Nonradiating Dislocations in Uniform Supersonic Motion in Anisotropic Linear Elastic Solids

Abstract

Over 50 years ago, the late J.D. Eshelby [1] pointed out that an edge dislocation moving at the uniform supersonic speed \( \sqrt {2{c_s}} \), where C_sis the shear wave speed, in an infinite isotropic linear elastic solid would not radiate energy in its far-field, provided that the dislocation Burgers vector was along the direction of uniform motion, that is, the dislocation, though moving at a supersonic speed, has an associated field displaying totally subsonic character. Recently Rosakis, Samudrala, and Coker [2] experimentally observed shear cracks in near steady-state propagation at speeds close to this “magic speed” in a brittle polyester resin.
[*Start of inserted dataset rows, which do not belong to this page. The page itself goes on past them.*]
use anyhow::Context;
use clap::{Parser, Subcommand};
use genai_monitor::{
    Cadence, ContentMonitor, FetchConfig, HttpFetcher, HttpTextModel, JsonArticleStore,
    LogStatsSink, MonitorConfig, MonitorScheduler, RetryPolicy, SeenLedger, SourceRegistry,
    Summarizer,
};
use std::sync::Arc;
use std::time::Duration;
use tracing::{info, warn};

#[derive(Parser)]
#[command(name = "genai-monitor", about = "Monitors corporate web pages for generative-AI content")]
struct Cli {
    #[command(subcommand)]
    command: Command,
}

#[derive(Subcommand)]
enum Command {
    /// Run a single monitoring pass and exit
    Run,
    /// Run the recurring scheduler until interrupted
    Schedule {
        /// Cadence: hourly, every_2_hours, every_6_hours, daily, twice_daily, weekly
        #[arg(long)]
        cadence: Option<String>,
    },
    /// Print ledger statistics
    Stats,
    /// Remove ledger entries older than the given age
    Cleanup {
        #[arg(long, default_value_t = 30)]
        max_age_days: u32,
    },
    /// List recently stored articles
    Recent {
        #[arg(long, default_value_t = 20)]
        limit: usize,
        /// Include non-GenAI articles
        #[arg(long)]
        all: bool,
    },
}

#[tokio::main]
async fn main() -> anyhow::Result<()> {
    tracing_subscriber::fmt::init();

    let cli = Cli::parse();
    let config = MonitorConfig::from_env().context("invalid configuration")?;

    match cli.command {
        Command::Run => {
            let mut monitor = build_monitor(config)?;
            let stats = monitor.run_once().await?;
            info!(
                "Run finished: {} articles found, {} GenAI-related, {} sources",
                stats.total_found, stats.total_relevant, stats.source_count
            );
        }
        Command::Schedule { cadence } => {
            let cadence = cadence
                .map(|raw| Cadence::parse(&raw))
                .unwrap_or(config.cadence);
            let monitor = build_monitor(config)?;
            let mut scheduler = MonitorScheduler::new(monitor, cadence);

            let stop = scheduler.stop_handle();
            tokio::spawn(async move {
                if tokio::signal::ctrl_c().await.is_ok() {
                    warn!("Received shutdown signal, finishing current cycle");
                    stop.store(true, std::sync::atomic::Ordering::SeqCst);
                }
            });

            scheduler.start().await?;
        }
        Command::Stats => {
            let ledger = SeenLedger::load(&config.ledger_path);
            let stats = ledger.stats();
            println!("Articles seen:  {}", stats.total_articles_seen);
            println!("Created at:     {}", stats.created_at);
            println!("Last updated:   {}", stats.last_updated);
            println!("Store size:     {} bytes", stats.file_size_bytes);
        }
        Command::Cleanup { max_age_days } => {
            let mut ledger = SeenLedger::load(&config.ledger_path);
            let removed = ledger.cleanup(max_age_days)?;
            info!("Removed {} entries older than {} days", removed, max_age_days);
        }
        Command::Recent { limit, all } => {
            let store = JsonArticleStore::load(&config.articles_path);
            let records = genai_monitor::ArticleStore::recent(&store, limit, !all).await?;
            for record in records {
                println!(
                    "[{}] {} ({})",
                    record.discovered_at.format("%Y-%m-%d %H:%M"),
                    record.title,
                    record.url
                );
                if let Some(summary) = &record.summary {
                    println!("    {}", summary);
                }
            }
        }
    }

    Ok(())
}

fn build_monitor(config: MonitorConfig) -> anyhow::Result<ContentMonitor> {
    let fetch_config = FetchConfig {
        timeout_secs: config.request_timeout_secs,
        max_retries: config.max_retries,
        ..FetchConfig::default()
    };
    let fetcher = Arc::new(HttpFetcher::new(fetch_config));

    let model = Arc::new(HttpTextModel::new(
        config.model_endpoint.clone(),
        config.model.clone(),
        config.model_api_key.clone(),
        config.request_timeout_secs,
    ));
    let retry = RetryPolicy::new(config.max_retries, Duration::from_secs(1), 2.0);
    let summarizer = Summarizer::new(model, retry, config.keywords.clone())
        .with_lengths(config.summary_max_len, config.summary_min_len);

    let ledger = SeenLedger::load(&config.ledger_path);
    let store = Arc::new(JsonArticleStore::load(&config.articles_path));
    let registry = SourceRegistry::load(&config.companies_path);
    let stats_sink = Arc::new(LogStatsSink::new());

    Ok(ContentMonitor::new(
        config, fetcher, summarizer, ledger, store, registry, stats_sink,
    )?)
}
Gao et al. [3] showed that in linear elastic media of general anisotropy nonradiating uniformly moving crack solutions and nonradiating uniformly moving dislocation solutions coexist at common supersonic speeds. Using Fourier transform methods, Payton [4] had earlier found nonradiating supersonic dislocation solutions in media of hexagonal symmetry. In this chapter, we adopt a method which is closer in spirit to that given in [3] and deduce the general criteria for the existence of supersonic nonradiating dislocation solutions in media of arbitrary anisotropy along with a simple geometrical method for determining the Burgers vectors of the nonradiating dislocations.